Como apresentado por CETESB (2005), devido a essa diversidade na área, no setor observam-se a presença de grandes empresas tanto nacionais quanto internacionais, especializadas ou não em determinados produtos. Além disso, outra característica relevante observada na área, como destaca o BNDES (2007), é a constante necessidade de inovação de produtos e grande investimento anual em lançamentos e promoções, já que é sempre fundamental as novidades no ramo.
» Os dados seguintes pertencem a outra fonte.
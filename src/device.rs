use std::fmt;
use std::process::{Command, Stdio};
use std::str::FromStr;

use tracing::debug;

use crate::request::DevicePreference;

#[derive(Debug, Clone, Copy, PartialEq, Eq, Hash)]
pub enum Device {
    Cpu,
    Gpu,
}

impl Device {
    pub fn as_str(&self) -> &'static str {
        match self {
            Device::Cpu => "cpu",
            Device::Gpu => "cuda",
        }
    }
}

impl fmt::Display for Device {
    fn fmt(&self, f: &mut fmt::Formatter<'_>) -> fmt::Result {
        f.write_str(self.as_str())
    }
}

#[derive(Debug, Clone, Copy, PartialEq, Eq, PartialOrd, Ord)]
pub struct ComputeCapability {
    pub major: u32,
    pub minor: u32,
}

impl ComputeCapability {
    pub const fn new(major: u32, minor: u32) -> Self {
        Self { major, minor }
    }
}

impl fmt::Display for ComputeCapability {
    fn fmt(&self, f: &mut fmt::Formatter<'_>) -> fmt::Result {
        write!(f, "{}.{}", self.major, self.minor)
    }
}

impl FromStr for ComputeCapability {
    type Err = String;

    fn from_str(s: &str) -> Result<Self, Self::Err> {
        let (major, minor) = s.trim().split_once('.').unwrap_or((s.trim(), "0"));
        let major = major
            .parse()
            .map_err(|_| format!("invalid compute capability: {s}"))?;
        let minor = minor
            .parse()
            .map_err(|_| format!("invalid compute capability: {s}"))?;
        Ok(Self { major, minor })
    }
}

/// Answers the three questions asked before a GPU is used.
pub trait AcceleratorProbe: Send + Sync {
    fn runtime_available(&self) -> bool;
    fn compute_capability(&self) -> Option<ComputeCapability>;
    fn smoke_test(&self) -> Result<(), String>;
}

/// Probe backed by the `nvidia-smi` tool.
#[derive(Debug, Default, Clone)]
pub struct NvidiaSmiProbe;

impl NvidiaSmiProbe {
    fn query(&self, field: &str) -> Option<String> {
        let query = format!("--query-gpu={field}");
        let output = Command::new("nvidia-smi")
            .args([query.as_str(), "--format=csv,noheader,nounits"])
            .stdin(Stdio::null())
            .stderr(Stdio::null())
            .output()
            .ok()?;
        if !output.status.success() {
            return None;
        }
        let stdout = String::from_utf8_lossy(&output.stdout);
        stdout.lines().next().map(|l| l.trim().to_string())
    }
}

impl AcceleratorProbe for NvidiaSmiProbe {
    fn runtime_available(&self) -> bool {
        self.query("name").is_some_and(|name| !name.is_empty())
    }

    fn compute_capability(&self) -> Option<ComputeCapability> {
        self.query("compute_cap")?.parse().ok()
    }

    fn smoke_test(&self) -> Result<(), String> {
        let free = self
            .query("memory.free")
            .ok_or_else(|| "device did not answer a memory query".to_string())?;
        match free.parse::<u64>() {
            Ok(mib) if mib > 0 => Ok(()),
            Ok(_) => Err("device reports no free memory".into()),
            Err(_) => Err(format!("unexpected memory query answer: {free}")),
        }
    }
}

#[derive(Debug, Clone, PartialEq, Eq)]
pub struct Resolution {
    pub device: Device,
    /// Why the requested device was not granted, if it was not.
    pub diagnostic: Option<String>,
}

pub struct DeviceSelector {
    probe: Box<dyn AcceleratorProbe>,
    min_capability: ComputeCapability,
}

impl fmt::Debug for DeviceSelector {
    fn fmt(&self, f: &mut fmt::Formatter<'_>) -> fmt::Result {
        f.debug_struct("DeviceSelector")
            .field("min_capability", &self.min_capability)
            .finish_non_exhaustive()
    }
}

impl DeviceSelector {
    pub fn new(probe: Box<dyn AcceleratorProbe>, min_capability: ComputeCapability) -> Self {
        Self {
            probe,
            min_capability,
        }
    }

    pub fn resolve(&self, requested: DevicePreference) -> Resolution {
        match requested {
            DevicePreference::Cpu => Resolution {
                device: Device::Cpu,
                diagnostic: None,
            },
            DevicePreference::Gpu => match self.gpu_usable() {
                Ok(()) => Resolution {
                    device: Device::Gpu,
                    diagnostic: None,
                },
                Err(reason) => Resolution {
                    device: Device::Cpu,
                    diagnostic: Some(format!(
                        "GPU requested but unusable ({reason}); falling back to CPU"
                    )),
                },
            },
            DevicePreference::Auto => {
                let usable = self.gpu_usable();
                if let Err(reason) = &usable {
                    debug!("auto device: staying on CPU ({reason})");
                }
                Resolution {
                    device: if usable.is_ok() { Device::Gpu } else { Device::Cpu },
                    diagnostic: None,
                }
            }
        }
    }

    fn gpu_usable(&self) -> Result<(), String> {
        if !self.probe.runtime_available() {
            return Err("no accelerator runtime".into());
        }
        let capability = self
            .probe
            .compute_capability()
            .ok_or_else(|| "compute capability unknown".to_string())?;
        if capability < self.min_capability {
            return Err(format!(
                "compute capability {capability} is below the required {}",
                self.min_capability
            ));
        }
        self.probe.smoke_test()
    }
}
use std::fs::{self, File};
use std::io::BufWriter;
use std::path::{Path, PathBuf};

use hound::{SampleFormat, WavReader, WavSpec, WavWriter};
use tracing::debug;

use crate::error::{Result, WorkerError};

pub fn wav_duration_seconds(path: &Path) -> Result<f64> {
    let reader = WavReader::open(path)?;
    let spec = reader.spec();
    let samples = reader.len();
    let frames = samples as f64 / spec.channels as f64;
    Ok(frames / spec.sample_rate as f64)
}

/// Every chunk must share the first chunk's sample format.
pub struct AudioAssembler {
    out_path: PathBuf,
    sentence_pause_ms: u64,
    paragraph_pause_ms: u64,
    writer: Option<(WavSpec, WavWriter<BufWriter<File>>)>,
    last_paragraph: Option<usize>,
    clips: usize,
}

impl std::fmt::Debug for AudioAssembler {
    fn fmt(&self, f: &mut std::fmt::Formatter<'_>) -> std::fmt::Result {
        f.debug_struct("AudioAssembler")
            .field("out_path", &self.out_path)
            .field("sentence_pause_ms", &self.sentence_pause_ms)
            .field("paragraph_pause_ms", &self.paragraph_pause_ms)
            .field("clips", &self.clips)
            .finish()
    }
}

impl AudioAssembler {
    pub fn new(out_path: &Path, sentence_pause_ms: u64, paragraph_pause_ms: u64) -> Self {
        Self {
            out_path: out_path.to_path_buf(),
            sentence_pause_ms,
            paragraph_pause_ms,
            writer: None,
            last_paragraph: None,
            clips: 0,
        }
    }

    /// Appends one chunk's audio, preceded by the pause its position calls
    /// for. The chunk file is deleted once folded in.
    pub fn push(&mut self, paragraph: usize, clip: &Path) -> Result<()> {
        let mut reader = WavReader::open(clip)?;
        let spec = reader.spec();

        let pause_ms = match self.last_paragraph {
            None => 0,
            Some(last) if last == paragraph => self.sentence_pause_ms,
            Some(_) => self.paragraph_pause_ms,
        };

        let (expected, writer) = match &mut self.writer {
            Some(open) => open,
            slot @ None => {
                let writer = WavWriter::create(&self.out_path, spec)?;
                slot.insert((spec, writer))
            }
        };
        if spec != *expected {
            return Err(WorkerError::Audio(format!(
                "{} does not match the output format ({} Hz, {} ch, {} bit vs {} Hz, {} ch, {} bit)",
                clip.display(),
                spec.sample_rate,
                spec.channels,
                spec.bits_per_sample,
                expected.sample_rate,
                expected.channels,
                expected.bits_per_sample
            )));
        }

        write_silence(writer, &spec, pause_ms)?;
        match spec.sample_format {
            SampleFormat::Int => {
                for sample in reader.samples::<i32>() {
                    writer.write_sample(sample?)?;
                }
            }
            SampleFormat::Float => {
                for sample in reader.samples::<f32>() {
                    writer.write_sample(sample?)?;
                }
            }
        }
        drop(reader);

        self.last_paragraph = Some(paragraph);
        self.clips += 1;
        if let Err(e) = fs::remove_file(clip) {
            debug!("could not remove chunk {}: {}", clip.display(), e);
        }
        Ok(())
    }

    /// Finalises the WAV header and returns the output path.
    pub fn finish(self) -> Result<PathBuf> {
        let Some((_, writer)) = self.writer else {
            return Err(WorkerError::Audio("no audio chunks to assemble".into()));
        };
        writer.finalize()?;
        debug!("assembled {} chunks into {}", self.clips, self.out_path.display());
        Ok(self.out_path)
    }
}

/// Concatenates `(paragraph, clip)` pairs in order into `out_path`.
pub fn assemble(
    clips: &[(usize, PathBuf)],
    out_path: &Path,
    sentence_pause_ms: u64,
    paragraph_pause_ms: u64,
) -> Result<PathBuf> {
    let mut assembler = AudioAssembler::new(out_path, sentence_pause_ms, paragraph_pause_ms);
    for (paragraph, clip) in clips {
        assembler.push(*paragraph, clip)?;
    }
    assembler.finish()
}

fn write_silence(
    writer: &mut WavWriter<BufWriter<File>>,
    spec: &WavSpec,
    pause_ms: u64,
) -> Result<()> {
    let samples = u64::from(spec.sample_rate)
        .checked_mul(pause_ms)
        .map(|n| n / 1000)
        .and_then(|frames| frames.checked_mul(u64::from(spec.channels)))
        .ok_or_else(|| WorkerError::Audio(format!("pause of {pause_ms} ms is too long")))?;
    for _ in 0..samples {
        match spec.sample_format {
            SampleFormat::Int => writer.write_sample(0i32)?,
            SampleFormat::Float => writer.write_sample(0.0f32)?,
        }
    }
    Ok(())
}
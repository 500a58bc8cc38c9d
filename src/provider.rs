//! Speech providers.
//!
//! Synthesis and transcription are opaque capabilities. The worker talks to
//! them through the `Synthesizer` / `Transcriber` traits; the shipped binding
//! runs each provider as a resident child process speaking JSON lines on its
//! stdin/stdout, so the model stays loaded between requests.

use std::collections::HashMap;
use std::fmt;
use std::path::{Path, PathBuf};
use std::process::Stdio;

use async_trait::async_trait;
use serde::de::DeserializeOwned;
use serde::{Deserialize, Serialize};
use tokio::io::{AsyncBufReadExt, AsyncWriteExt, BufReader, Lines};
use tokio::process::{Child, ChildStdin, ChildStdout, Command};
use tracing::{debug, info};

use crate::device::Device;
use crate::error::{Result, WorkerError};
use crate::request::{SynthesisParams, primary_subtag};
use crate::subtitle::TranscriptSegment;

/// Languages routed to the dedicated Vietnamese voice model.
const DEDICATED_LANGUAGES: &[&str] = &["vi"];

#[derive(Debug, Clone, Copy, PartialEq, Eq, Hash, PartialOrd, Ord)]
pub enum ProviderKind {
    /// Dedicated Vietnamese synthesis; needs a reference transcript.
    VietTts,
    /// General multilingual synthesis.
    Xtts,
    /// Speech recognition.
    Whisper,
}

impl ProviderKind {
    pub const ALL: [ProviderKind; 3] = [Self::VietTts, Self::Xtts, Self::Whisper];

    /// Directory name under the models root.
    pub fn dir_name(&self) -> &'static str {
        match self {
            Self::VietTts => "viet_tts",
            Self::Xtts => "xtts_v2",
            Self::Whisper => "whisper",
        }
    }

    /// Synthesis provider for a target language.
    pub fn for_language(language: &str) -> Self {
        if DEDICATED_LANGUAGES.contains(&primary_subtag(language).as_str()) {
            Self::VietTts
        } else {
            Self::Xtts
        }
    }

    pub fn requires_reference_text(&self) -> bool {
        matches!(self, Self::VietTts)
    }

    pub fn is_synthesizer(&self) -> bool {
        !matches!(self, Self::Whisper)
    }

    fn default_temperature(&self) -> f32 {
        match self {
            Self::VietTts => 0.667,
            _ => 0.75,
        }
    }

    /// Applies defaults and clamps every knob into the provider's safe range.
    pub fn clamp_params(&self, params: &SynthesisParams) -> ClampedParams {
        ClampedParams {
            speed: params.speed.unwrap_or(1.0).clamp(0.5, 2.0),
            temperature: params
                .temperature
                .unwrap_or(self.default_temperature())
                .clamp(0.1, 1.0),
            top_k: params.top_k.unwrap_or(50).clamp(1, 100),
            top_p: params.top_p.unwrap_or(0.85).clamp(0.05, 1.0),
            repetition_penalty: params.repetition_penalty.unwrap_or(5.0).clamp(1.0, 10.0),
        }
    }
}

impl fmt::Display for ProviderKind {
    fn fmt(&self, f: &mut fmt::Formatter<'_>) -> fmt::Result {
        f.write_str(self.dir_name())
    }
}

#[derive(Debug, Clone, Copy, PartialEq, Serialize)]
pub struct ClampedParams {
    pub speed: f32,
    pub temperature: f32,
    pub top_k: u32,
    pub top_p: f32,
    pub repetition_penalty: f32,
}

/// One synthesis call: a chunk of text rendered into `output`.
#[derive(Debug, Clone, Serialize)]
pub struct SynthesisJob<'a> {
    pub text: &'a str,
    pub language: &'a str,
    pub reference_audio: &'a Path,
    pub reference_text: Option<&'a str>,
    pub output: &'a Path,
    #[serde(flatten)]
    pub params: ClampedParams,
}

#[async_trait]
pub trait Synthesizer: Send {
    async fn synthesize(&mut self, job: &SynthesisJob<'_>) -> Result<()>;
}

#[async_trait]
pub trait Transcriber: Send {
    async fn transcribe(
        &mut self,
        audio: &Path,
        language: Option<&str>,
    ) -> Result<Vec<TranscriptSegment>>;
}

/// Builds provider handles. Construction is expected to be slow.
#[async_trait]
pub trait ProviderFactory: Send + Sync {
    async fn synthesizer(
        &self,
        kind: ProviderKind,
        device: Device,
        model_dir: &Path,
    ) -> Result<Box<dyn Synthesizer>>;

    async fn transcriber(&self, device: Device, model_dir: &Path) -> Result<Box<dyn Transcriber>>;
}

/// Program plus leading arguments, e.g. `python3 xtts_worker.py`.
#[derive(Debug, Clone, PartialEq, Eq)]
pub struct ProviderCommand {
    pub program: PathBuf,
    pub args: Vec<String>,
}

impl ProviderCommand {
    pub fn parse(raw: &str) -> Option<Self> {
        let mut parts = raw.split_whitespace();
        let program = parts.next()?;
        Some(Self {
            program: PathBuf::from(program),
            args: parts.map(str::to_string).collect(),
        })
    }
}

/// Spawns resident provider processes from configured commands.
#[derive(Debug, Clone, Default)]
pub struct CommandProviderFactory {
    commands: HashMap<ProviderKind, ProviderCommand>,
}

impl CommandProviderFactory {
    pub fn new(commands: HashMap<ProviderKind, ProviderCommand>) -> Self {
        Self { commands }
    }

    async fn spawn(
        &self,
        kind: ProviderKind,
        device: Device,
        model_dir: &Path,
    ) -> Result<ResidentProvider> {
        let command = self.commands.get(&kind).ok_or_else(|| {
            WorkerError::provider_init(kind, "no command configured for this provider")
        })?;
        ResidentProvider::spawn(kind, command, device, model_dir).await
    }
}

#[async_trait]
impl ProviderFactory for CommandProviderFactory {
    async fn synthesizer(
        &self,
        kind: ProviderKind,
        device: Device,
        model_dir: &Path,
    ) -> Result<Box<dyn Synthesizer>> {
        Ok(Box::new(self.spawn(kind, device, model_dir).await?))
    }

    async fn transcriber(&self, device: Device, model_dir: &Path) -> Result<Box<dyn Transcriber>> {
        Ok(Box::new(
            self.spawn(ProviderKind::Whisper, device, model_dir).await?,
        ))
    }
}

#[derive(Debug, Deserialize)]
struct Reply {
    #[serde(default)]
    ready: Option<bool>,
    #[serde(default)]
    ok: Option<bool>,
    #[serde(default)]
    error: Option<String>,
    #[serde(default)]
    segments: Vec<TranscriptSegment>,
}

#[derive(Serialize)]
#[serde(tag = "op", rename_all = "lowercase")]
enum Call<'a> {
    Synthesize(&'a SynthesisJob<'a>),
    Transcribe {
        audio: &'a Path,
        language: Option<&'a str>,
    },
}

/// A provider child process. Dropping the handle kills the process, which
/// releases whatever device it held.
#[derive(Debug)]
pub struct ResidentProvider {
    kind: ProviderKind,
    _child: Child,
    stdin: ChildStdin,
    stdout: Lines<BufReader<ChildStdout>>,
}

impl ResidentProvider {
    pub async fn spawn(
        kind: ProviderKind,
        command: &ProviderCommand,
        device: Device,
        model_dir: &Path,
    ) -> Result<Self> {
        info!(
            "Starting {} provider on {}: {}",
            kind,
            device,
            command.program.display()
        );
        let mut child = Command::new(&command.program)
            .args(&command.args)
            .arg("--model-dir")
            .arg(model_dir)
            .arg("--device")
            .arg(device.as_str())
            .stdin(Stdio::piped())
            .stdout(Stdio::piped())
            .stderr(Stdio::inherit())
            .kill_on_drop(true)
            .spawn()
            .map_err(|e| WorkerError::provider_init(kind, format!("failed to spawn: {e}")))?;

        let stdin = child
            .stdin
            .take()
            .ok_or_else(|| WorkerError::provider_init(kind, "stdin not captured"))?;
        let stdout = child
            .stdout
            .take()
            .ok_or_else(|| WorkerError::provider_init(kind, "stdout not captured"))?;

        let mut provider = Self {
            kind,
            _child: child,
            stdin,
            stdout: BufReader::new(stdout).lines(),
        };

        let reply: Reply = provider
            .read_reply()
            .await
            .map_err(|e| WorkerError::provider_init(kind, e.to_string()))?;
        match reply.ready {
            Some(true) => {
                debug!("{} provider ready", kind);
                Ok(provider)
            }
            _ => Err(WorkerError::provider_init(
                kind,
                reply
                    .error
                    .unwrap_or_else(|| "provider did not report ready".to_string()),
            )),
        }
    }

    async fn call(&mut self, call: &Call<'_>) -> Result<Reply> {
        let mut line = serde_json::to_string(call)?;
        line.push('\n');
        self.stdin.write_all(line.as_bytes()).await?;
        self.stdin.flush().await?;

        let reply: Reply = self.read_reply().await?;
        if reply.ok == Some(true) {
            Ok(reply)
        } else {
            Err(WorkerError::provider(
                self.kind,
                reply
                    .error
                    .unwrap_or_else(|| "call failed without a message".to_string()),
            ))
        }
    }

    /// Reads the next JSON line; other output is passed to the log.
    async fn read_reply<T: DeserializeOwned>(&mut self) -> Result<T> {
        while let Some(line) = self.stdout.next_line().await? {
            let line = line.trim();
            if line.is_empty() {
                continue;
            }
            match serde_json::from_str(line) {
                Ok(reply) => return Ok(reply),
                Err(_) => debug!("[{}] {}", self.kind, line),
            }
        }
        Err(WorkerError::provider(self.kind, "process exited unexpectedly"))
    }
}

#[async_trait]
impl Synthesizer for ResidentProvider {
    async fn synthesize(&mut self, job: &SynthesisJob<'_>) -> Result<()> {
        self.call(&Call::Synthesize(job)).await?;
        if !job.output.exists() {
            return Err(WorkerError::provider(
                self.kind,
                format!("reported success but wrote no file at {}", job.output.display()),
            ));
        }
        Ok(())
    }
}

#[async_trait]
impl Transcriber for ResidentProvider {
    async fn transcribe(
        &mut self,
        audio: &Path,
        language: Option<&str>,
    ) -> Result<Vec<TranscriptSegment>> {
        let reply = self.call(&Call::Transcribe { audio, language }).await?;
        Ok(reply.segments)
    }
}

#[cfg(test)]
mod tests {
    use super::*;

    #[test]
    fn routes_languages() {
        assert_eq!(ProviderKind::for_language("vi"), ProviderKind::VietTts);
        assert_eq!(ProviderKind::for_language("VI-vn"), ProviderKind::VietTts);
        assert_eq!(ProviderKind::for_language("en"), ProviderKind::Xtts);
        assert_eq!(ProviderKind::for_language("zh-cn"), ProviderKind::Xtts);
        assert!(ProviderKind::VietTts.requires_reference_text());
        assert!(!ProviderKind::Xtts.requires_reference_text());
    }

    #[test]
    fn clamps_and_defaults_parameters() {
        let params = SynthesisParams {
            speed: Some(5.0),
            temperature: Some(0.01),
            top_k: Some(0),
            top_p: None,
            repetition_penalty: Some(50.0),
        };
        let clamped = ProviderKind::Xtts.clamp_params(&params);
        assert_eq!(clamped.speed, 2.0);
        assert_eq!(clamped.temperature, 0.1);
        assert_eq!(clamped.top_k, 1);
        assert_eq!(clamped.top_p, 0.85);
        assert_eq!(clamped.repetition_penalty, 10.0);

        let defaults = SynthesisParams::default();
        assert_eq!(ProviderKind::VietTts.clamp_params(&defaults).temperature, 0.667);
        assert_eq!(ProviderKind::Xtts.clamp_params(&defaults).temperature, 0.75);
    }

    #[test]
    fn parses_provider_commands() {
        let command = ProviderCommand::parse("python3 workers/xtts.py --fp16").expect("command");
        assert_eq!(command.program, PathBuf::from("python3"));
        assert_eq!(command.args, ["workers/xtts.py", "--fp16"]);
        assert!(ProviderCommand::parse("   ").is_none());
    }

    #[test]
    fn synthesis_call_wire_format() {
        let job = SynthesisJob {
            text: "xin chào",
            language: "vi",
            reference_audio: Path::new("ref.wav"),
            reference_text: Some("mẫu"),
            output: Path::new("out.wav"),
            params: ProviderKind::VietTts.clamp_params(&SynthesisParams::default()),
        };
        let value = serde_json::to_value(Call::Synthesize(&job)).expect("serializable");
        assert_eq!(value["op"], "synthesize");
        assert_eq!(value["text"], "xin chào");
        assert_eq!(value["reference_text"], "mẫu");
        assert_eq!(value["top_k"], 50);

        let value = serde_json::to_value(Call::Transcribe {
            audio: Path::new("a.wav"),
            language: None,
        })
        .expect("serializable");
        assert_eq!(value["op"], "transcribe");
        assert!(value["language"].is_null());
    }

    #[tokio::test]
    async fn missing_command_is_an_init_error() {
        let factory = CommandProviderFactory::default();
        let err = factory
            .synthesizer(ProviderKind::Xtts, Device::Cpu, Path::new("/tmp"))
            .await
            .err()
            .expect("no command configured");
        assert!(matches!(err, WorkerError::ProviderInit { kind: ProviderKind::Xtts, .. }));
    }

    #[cfg(unix)]
    #[tokio::test]
    async fn talks_to_a_resident_process() {
        let dir = tempfile::tempdir().expect("tempdir");
        let script = dir.path().join("provider.sh");
        std::fs::write(
            &script,
            "echo 'loading weights'\n\
             echo '{\"ready\":true}'\n\
             while read line; do\n\
               echo '{\"ok\":true,\"segments\":[{\"start\":0.0,\"end\":1.5,\"text\":\" hi \"}]}'\n\
             done\n",
        )
        .expect("write script");
        let command = ProviderCommand {
            program: PathBuf::from("sh"),
            args: vec![script.display().to_string()],
        };

        let mut provider =
            ResidentProvider::spawn(ProviderKind::Whisper, &command, Device::Cpu, dir.path())
                .await
                .expect("provider starts");
        let segments = provider
            .transcribe(Path::new("a.wav"), Some("vi"))
            .await
            .expect("transcribes");
        assert_eq!(segments.len(), 1);
        assert_eq!(segments[0].text, " hi ");
        assert_eq!(segments[0].end, 1.5);
    }

    #[cfg(unix)]
    #[tokio::test]
    async fn provider_that_never_gets_ready_fails_init() {
        let dir = tempfile::tempdir().expect("tempdir");
        let command = ProviderCommand {
            program: PathBuf::from("sh"),
            args: vec!["-c".into(), "echo '{\"ready\":false,\"error\":\"no weights\"}'".into()],
        };
        let err = ResidentProvider::spawn(ProviderKind::Xtts, &command, Device::Cpu, dir.path())
            .await
            .err()
            .expect("init fails");
        assert!(err.to_string().contains("no weights"), "{err}");
    }
}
Nesse cenário, o Brasil encontra-se em uma ótima posição no cenário internacional, tratando-se de volumes de vendas, ocupando a 4° posição (Tabela 1), na qual na região sudeste é concentrada a maior prestação de serviços na área.
Tabela 1 - Mercado Mundial de Cosméticos em 2005.
Fonte: BNDES; 2007.
Por fim, entende-se que o setor de HPPC apresenta uma estreita relação com outros setores de produção, e, por ter uma preocupação constante com a apresentação de seus produtos, uma das principais indústrias destacadas são as das embalagens, sejam elas de papelão, plástico ou vidro (BNDES, 2007).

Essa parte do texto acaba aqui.